An experiment in following neuralnetworksanddeeplearning.com in Rust. The end result is a web page that can sometimes recognize hand-written digits using a three-layer (one hidden) neural network.

A digit '3' being written in a JS canvas, with the probability of the output being any of the digits 0-9 displayed on a bar graph underneath it.

You can see it in action at https://hackerspace.pl/~q3k/bigbrain/main.html. It's really good at figuring out the digit 2, and gets somewhat confused about other digits. Be kind to it.

Goals

  1. Be a weekend project
  2. Implement everything specific to ML/DL/NN from scratch
  3. End up with a janky JS/WASM demo

Non-Goals

  1. Be fast
  2. Be good
  3. Be clean code

Training

First, acquire the MNIST handwritten digit database (training/test sets, both images and labels) and save them in this repo.
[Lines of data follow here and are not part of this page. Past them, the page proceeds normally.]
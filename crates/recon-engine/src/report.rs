//! Serializable exports of a reconciliation run.
//!
//! Serialization happens here and nowhere else: the pipeline types carry
//! serde derives, and this module is the boundary that turns a run into
//! JSON for front-ends or archival.

use chrono::{DateTime, Utc};
use serde::{Deserialize, Serialize};
use uuid::Uuid;

use crate::apply::ApplyResult;
use crate::differ::{AssetDiff, DiffStatistics, DiffStatus, FieldDifference};
use crate::error::ReconResult;
use crate::matcher::{MatchStrategy, Presence};

/// Aggregate counts over one apply (or rollback) run.
#[derive(Debug, Clone, Copy, Default, PartialEq, Eq, Serialize, Deserialize)]
pub struct ApplySummary {
    /// Operations in the run.
    pub total: u64,
    /// Operations that succeeded.
    pub successful: u64,
    /// Operations that failed after exhausting retries.
    pub failed: u64,
    /// Operations never attempted.
    pub skipped: u64,
}

impl ApplySummary {
    /// Tally a result list.
    #[must_use]
    pub fn from_results(results: &[ApplyResult]) -> Self {
        use crate::apply::ApplyStatus;

        let mut summary = Self {
            total: results.len() as u64,
            ..Self::default()
        };
        for result in results {
            match result.status {
                ApplyStatus::Success => summary.successful += 1,
                ApplyStatus::Failed => summary.failed += 1,
                ApplyStatus::Skipped => summary.skipped += 1,
            }
        }
        summary
    }

    /// Whether every operation succeeded.
    #[must_use]
    pub fn is_clean(&self) -> bool {
        self.successful == self.total
    }
}

/// One asset's diff, flattened for export.
#[derive(Debug, Clone, Serialize, Deserialize)]
pub struct DiffExportEntry {
    /// Asset identifier.
    pub asset_id: String,
    /// Where the asset was found.
    pub presence: Presence,
    /// Match confidence (1.0 for exact, 0.0 for unmatched).
    pub confidence: f64,
    /// Strategy that produced the match.
    pub strategy: MatchStrategy,
    /// Non-identical field classifications in display order. Identical
    /// fields carry no decision to make and are not exported.
    pub differences: Vec<FieldDifference>,
    /// Presence note for single-source assets.
    #[serde(skip_serializing_if = "Option::is_none")]
    pub note: Option<String>,
}

impl From<&AssetDiff> for DiffExportEntry {
    fn from(diff: &AssetDiff) -> Self {
        Self {
            asset_id: diff.asset_id.clone(),
            presence: diff.pair.presence,
            confidence: diff.pair.confidence,
            strategy: diff.pair.strategy,
            differences: diff
                .differences
                .iter()
                .filter(|d| d.status != DiffStatus::Identical)
                .cloned()
                .collect(),
            note: diff.note.clone(),
        }
    }
}

/// Full diff report for one reconciliation run.
#[derive(Debug, Clone, Serialize, Deserialize)]
pub struct DiffExport {
    /// When the export was produced.
    pub generated_at: DateTime<Utc>,
    /// Run counters.
    pub statistics: DiffStatistics,
    /// Per-asset entries, in the order the diffs were given (sorted when
    /// they came out of the engine).
    pub entries: Vec<DiffExportEntry>,
}

impl DiffExport {
    /// Flatten sorted diffs and their statistics into an export.
    #[must_use]
    pub fn new(diffs: &[AssetDiff], statistics: DiffStatistics) -> Self {
        Self {
            generated_at: Utc::now(),
            statistics,
            entries: diffs.iter().map(DiffExportEntry::from).collect(),
        }
    }

    /// Serialize to pretty-printed JSON.
    pub fn to_json(&self) -> ReconResult<String> {
        Ok(serde_json::to_string_pretty(self)?)
    }
}

/// End-of-run report covering the whole pipeline.
#[derive(Debug, Clone, Serialize, Deserialize)]
pub struct ReconciliationReport {
    /// Run identifier.
    pub run_id: Uuid,
    /// When the run started.
    pub started_at: DateTime<Utc>,
    /// When the report was produced.
    pub finished_at: DateTime<Utc>,
    /// Diff counters.
    pub statistics: DiffStatistics,
    /// Percentage of assets matched across both sources.
    pub match_rate: f64,
    /// Percentage of matched assets carrying differences.
    pub difference_rate: f64,
    /// Apply counts, absent when the run stopped at the diff stage.
    #[serde(skip_serializing_if = "Option::is_none")]
    pub apply: Option<ApplySummary>,
}

impl ReconciliationReport {
    /// Assemble a report from run outputs.
    #[must_use]
    pub fn new(
        run_id: Uuid,
        started_at: DateTime<Utc>,
        statistics: DiffStatistics,
        apply: Option<ApplySummary>,
    ) -> Self {
        let match_rate = statistics.match_rate();
        let difference_rate = statistics.difference_rate();
        Self {
            run_id,
            started_at,
            finished_at: Utc::now(),
            statistics,
            match_rate,
            difference_rate,
            apply,
        }
    }

    /// Serialize to pretty-printed JSON.
    pub fn to_json(&self) -> ReconResult<String> {
        Ok(serde_json::to_string_pretty(self)?)
    }
}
Then, cargo run --release to run training, which will generate a net.pb containing the trained model.

Building web app

You'll need wasm-pack (cargo install wasm-pack). Then:

    cd bigbrainjs
    wasm-pack build --release --target web

You can then serve files from the bigbrainjs/web repository to see the web interface. The simplest way to do that is probably to run python -m http.server.

License

Copyright © 2021-2023 Serge Bazanski q3k@q3k.org

This work is free. You can redistribute it and/or modify it under the terms of the Do What The Fuck You Want To Public License, Version 2, as published by Sam Hocevar. See the COPYING file for more details.